I tried the following, without success:
readObject()
— cannot be done since the field is final
.In the example cache
is public
only for testing.
import java.io.*;
import java.util.*;
public class test
{
public static void main (String[] args) throws Exception
{
X x = new X ();
System.out.println (x + " " + x.cache);
ByteArrayOutputStream buffer = new ByteArrayOutputStream ();
new ObjectOutputStream (buffer).writeObject (x);
x = (X) new ObjectInputStream (new ByteArrayInputStream (buffer.toByteArray ())).readObject ();
System.out.println (x + " " + x.cache);
}
public static class X implements Serializable
{
public final transient Map <Object, Object> cache = new HashMap <Object, Object> ();
}
}
Output:
test$X@1a46e30 {}
test$X@190d11 null
The short answer is "no" unfortunately - I've often wanted this. but transients cannot be final.

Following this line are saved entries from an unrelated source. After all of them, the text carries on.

#[cfg(test)]
mod tests {
    use super::*;
    use crate::config::PortalConfig;
    use crate::db::{fixtures, memory_pool, DbPool};
    use axum::body::Body;
    use axum::http::{Request, StatusCode};
    use http_body_util::BodyExt;
    use tower::ServiceExt;

    const ADMIN_EMAIL: &str = "studio@example.com";
    const ADMIN_PASSWORD: &str = "admin-password";

    fn app() -> (Router, DbPool) {
        let pool = memory_pool();
        {
            let conn = pool.get().unwrap();
            auth::ensure_admin(&conn, ADMIN_EMAIL, ADMIN_PASSWORD).unwrap();
            fixtures::photos(&conn, "/ana", 3);
        }
        let state = Arc::new(AppState {
            db: pool.clone(),
            config: PortalConfig {
                review_url: Some("https://g.page/studio".into()),
                ..PortalConfig::default()
            },
        });
        (router(state), pool)
    }

    async fn send(
        app: &Router,
        method: &str,
        uri: &str,
        token: Option<&str>,
        body: Option<Value>,
    ) -> (StatusCode, Value) {
        let mut request = Request::builder().method(method).uri(uri);
        if let Some(token) = token {
            request = request.header("authorization", format!("Bearer {token}"));
        }
        let body = match body {
            Some(json) => {
                request = request.header("content-type", "application/json");
                Body::from(json.to_string())
            }
            None => Body::empty(),
        };
        let response = app.clone().oneshot(request.body(body).unwrap()).await.unwrap();
        let status = response.status();
        let bytes = response.into_body().collect().await.unwrap().to_bytes();
        let json = if bytes.is_empty() {
            Value::Null
        } else {
            serde_json::from_slice(&bytes).unwrap()
        };
        (status, json)
    }

    async fn admin_token(app: &Router) -> String {
        let (status, body) = send(
            app,
            "POST",
            "/auth/admin-login",
            None,
            Some(json!({ "email": ADMIN_EMAIL, "password": ADMIN_PASSWORD })),
        )
        .await;
        assert_eq!(status, StatusCode::OK);
        body["token"].as_str().unwrap().to_string()
    }

    async fn create_client(app: &Router, admin: &str, limit: i64) -> String {
        let (status, body) = send(
            app,
            "POST",
            "/admin/user-management",
            Some(admin),
            Some(json!({
                "action": "create",
                "userData": {
                    "username": "ana",
                    "name": "Ana",
                    "folder_path": "/ana",
                    "selection_limit": limit,
                    "password": "client-pass"
                }
            })),
        )
        .await;
        assert_eq!(status, StatusCode::OK, "{body}");
        assert_eq!(body["success"], true);
        body["userId"].as_str().unwrap().to_string()
    }

    async fn client_token(app: &Router) -> String {
        let (status, body) = send(
            app,
            "POST",
            "/auth/login",
            None,
            Some(json!({ "username": "ana", "password": "client-pass" })),
        )
        .await;
        assert_eq!(status, StatusCode::OK, "{body}");
        body["token"].as_str().unwrap().to_string()
    }

    #[tokio::test]
    async fn selection_flow_from_gallery_to_finalize() {
        let (app, _pool) = app();
        let admin = admin_token(&app).await;
        let user_id = create_client(&app, &admin, 2).await;
        let client = client_token(&app).await;

        let (status, gallery) = send(&app, "GET", "/gallery", Some(&client), None).await;
        assert_eq!(status, StatusCode::OK);
        let photos: Vec<String> = gallery["photos"]
            .as_array()
            .unwrap()
            .iter()
            .map(|p| p["id"].as_str().unwrap().to_string())
            .collect();
        assert_eq!(photos.len(), 3);
        assert_eq!(gallery["selection"]["selection_limit"], 2);

        let select = |id: &str| format!("/selections/{id}/select");
        let (_, first) = send(&app, "POST", &select(&photos[0]), Some(&client), None).await;
        assert_eq!(first["action"], "added");
        send(&app, "POST", &select(&photos[1]), Some(&client), None).await;
        let (status, over) = send(&app, "POST", &select(&photos[2]), Some(&client), None).await;
        assert_eq!(status, StatusCode::CONFLICT);
        assert_eq!(over["error"], "Selection limit of 2 photos reached");

        let later = format!("/selections/{}/later", photos[2]);
        send(&app, "POST", &later, Some(&client), None).await;
        let (_, review) = send(&app, "GET", "/review", Some(&client), None).await;
        assert_eq!(review["selected"].as_array().unwrap().len(), 2);
        assert_eq!(review["later"][0]["photo"]["id"], photos[2].as_str());

        let (status, outcome) = send(
            &app,
            "POST",
            "/finalize",
            Some(&client),
            Some(json!({
                "overall_rating": 5,
                "selection_experience": 5,
                "photo_quality": 5,
                "comments": "Great"
            })),
        )
        .await;
        assert_eq!(status, StatusCode::OK, "{outcome}");
        assert_eq!(outcome["request_review"], true);
        assert_eq!(outcome["review_url"], "https://g.page/studio");
        assert_eq!(outcome["later_skipped"], 1);

        let remove = format!("/selections/{}", photos[0]);
        let (status, _) = send(&app, "DELETE", &remove, Some(&client), None).await;
        assert_eq!(status, StatusCode::CONFLICT);

        let (_, stats) = send(&app, "GET", "/admin/stats", Some(&admin), None).await;
        assert_eq!(stats["finalized"], 1);
        assert_eq!(stats["totalFeedbacks"], 1);

        let reset = format!("/admin/users/{user_id}/reset");
        let (status, account) = send(&app, "POST", &reset, Some(&admin), None).await;
        assert_eq!(status, StatusCode::OK);
        assert_eq!(account["is_finalized"], false);
        let (status, _) = send(&app, "DELETE", &remove, Some(&client), None).await;
        assert_eq!(status, StatusCode::OK);
    }

    #[tokio::test]
    async fn privileged_endpoint_checks_session_then_role_then_body() {
        let (app, _pool) = app();
        let body = json!({ "action": "delete", "userId": "someone" });

        let (status, error) =
            send(&app, "POST", "/admin/user-management", None, Some(body.clone())).await;
        assert_eq!(status, StatusCode::UNAUTHORIZED);
        assert_eq!(error["error"], "Unauthorized");

        let admin = admin_token(&app).await;
        create_client(&app, &admin, 10).await;
        let client = client_token(&app).await;
        let (status, error) =
            send(&app, "POST", "/admin/user-management", Some(&client), Some(body)).await;
        assert_eq!(status, StatusCode::FORBIDDEN);
        assert_eq!(error["error"], "Forbidden - Admin access required");

        let (status, _) = send(
            &app,
            "POST",
            "/admin/user-management",
            Some(&admin),
            Some(json!({ "action": "rename" })),
        )
        .await;
        assert_eq!(status, StatusCode::BAD_REQUEST);
    }

    #[tokio::test]
    async fn deleted_clients_cannot_sign_in_again() {
        let (app, pool) = app();
        let admin = admin_token(&app).await;
        let user_id = create_client(&app, &admin, 10).await;
        let client = client_token(&app).await;

        let (status, _) = send(
            &app,
            "POST",
            "/admin/user-management",
            Some(&admin),
            Some(json!({ "action": "delete", "userId": user_id })),
        )
        .await;
        assert_eq!(status, StatusCode::OK);

        let (status, _) = send(
            &app,
            "POST",
            "/auth/login",
            None,
            Some(json!({ "username": "ana", "password": "client-pass" })),
        )
        .await;
        assert_eq!(status, StatusCode::UNAUTHORIZED);
        let (status, _) = send(&app, "GET", "/gallery", Some(&client), None).await;
        assert_eq!(status, StatusCode::UNAUTHORIZED);

        let conn = pool.get().unwrap();
        assert!(db::get_identity(&conn, &user_id).unwrap().is_none());
    }

    #[tokio::test]
    async fn logout_ends_the_session() {
        let (app, _pool) = app();
        let admin = admin_token(&app).await;

        let (status, _) = send(&app, "POST", "/auth/logout", Some(&admin), None).await;
        assert_eq!(status, StatusCode::OK);
        let (status, _) = send(&app, "GET", "/admin/users", Some(&admin), None).await;
        assert_eq!(status, StatusCode::UNAUTHORIZED);
    }

    #[tokio::test]
    async fn clients_stay_out_of_admin_routes_and_admins_out_of_galleries() {
        let (app, _pool) = app();
        let admin = admin_token(&app).await;
        create_client(&app, &admin, 10).await;
        let client = client_token(&app).await;

        let (status, _) = send(&app, "GET", "/admin/logs", Some(&client), None).await;
        assert_eq!(status, StatusCode::FORBIDDEN);
        let (status, _) = send(&app, "GET", "/gallery", Some(&admin), None).await;
        assert_eq!(status, StatusCode::FORBIDDEN);

        let (status, logs) = send(&app, "GET", "/admin/logs?filter=user", Some(&admin), None).await;
        assert_eq!(status, StatusCode::OK);
        let actions: Vec<&str> = logs
            .as_array()
            .unwrap()
            .iter()
            .map(|log| log["action"].as_str().unwrap())
            .collect();
        assert!(actions.contains(&"login"));
        assert!(!actions.contains(&"admin_user_created"));

        let (status, _) = send(&app, "GET", "/admin/logs?filter=bogus", Some(&admin), None).await;
        assert_eq!(status, StatusCode::BAD_REQUEST);
    }

    #[tokio::test]
    async fn settings_are_typed_and_branding_is_public() {
        let (app, _pool) = app();
        let admin = admin_token(&app).await;

        let (status, error) = send(
            &app,
            "PUT",
            "/admin/settings/theme",
            Some(&admin),
            Some(json!({ "dark": true })),
        )
        .await;
        assert_eq!(status, StatusCode::BAD_REQUEST);
        assert_eq!(error["error"], "Unknown setting key: theme");

        let (status, _) = send(
            &app,
            "PUT",
            "/admin/settings/design",
            Some(&admin),
            Some(json!({ "colors": { "primaryColor": "#000000" } })),
        )
        .await;
        assert_eq!(status, StatusCode::OK);

        let (status, branding) = send(&app, "GET", "/branding", None, None).await;
        assert_eq!(status, StatusCode::OK);
        assert_eq!(branding["design"]["colors"]["primaryColor"], "#000000");
        assert_eq!(branding["design"]["fonts"]["headingFont"], "Playfair Display");

        let (_, all) = send(&app, "GET", "/admin/settings", Some(&admin), None).await;
        assert_eq!(all.as_array().unwrap().len(), AdminSetting::KEYS.len());

        let (status, saved) = send(
            &app,
            "PUT",
            "/admin/site-settings",
            Some(&admin),
            Some(json!({ "banner": "Spring offers", "maintenance": false })),
        )
        .await;
        assert_eq!(status, StatusCode::OK);
        assert_eq!(saved.as_array().unwrap().len(), 2);
        let (_, banner) =
            send(&app, "GET", "/admin/site-settings/banner", Some(&admin), None).await;
        assert_eq!(banner["value"], "Spring offers");
    }

    #[test]
    fn origin_prefers_the_first_forwarded_address() {
        let mut headers = HeaderMap::new();
        assert_eq!(origin(&headers), None);
        headers.insert("x-forwarded-for", "203.0.113.7, 10.0.0.1".parse().unwrap());
        assert_eq!(origin(&headers).as_deref(), Some("203.0.113.7"));
    }
}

A final field must be initialized either by direct assignment of an initial value or in the constructor. During deserialization, neither of these are invoked, so initial values for transients must be set in the 'readObject()' private method that's invoked during deserialization. And for that to work, the transients must be non-final.
(Strictly speaking, finals are only final the first time they are read, so there are hacks that are possible that assign a value before it is read, but for me this is going one step too far.)